• _Supplied material_
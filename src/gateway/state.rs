use std::sync::Arc;
use tokio_util::sync::CancellationToken;

use crate::engine::TransferEngine;
use crate::ledger::Database;
use crate::telemetry::OpsLog;

/// Shared gateway state.
#[derive(Clone)]
pub struct AppState {
    pub engine: Arc<TransferEngine>,
    pub db: Arc<Database>,
    pub log: Arc<dyn OpsLog>,
    /// Root token; cancelled on shutdown so in-flight store calls surface
    /// as cancelled instead of half-finishing.
    pub shutdown: CancellationToken,
}

impl AppState {
    pub fn new(
        engine: Arc<TransferEngine>,
        db: Arc<Database>,
        log: Arc<dyn OpsLog>,
        shutdown: CancellationToken,
    ) -> Self {
        Self {
            engine,
            db,
            log,
            shutdown,
        }
    }
}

• _Task objective_
Show every line in the records above that contains the word "sync".

• _Answer space_
use std::sync::Arc;
use tokio_util::sync::CancellationToken;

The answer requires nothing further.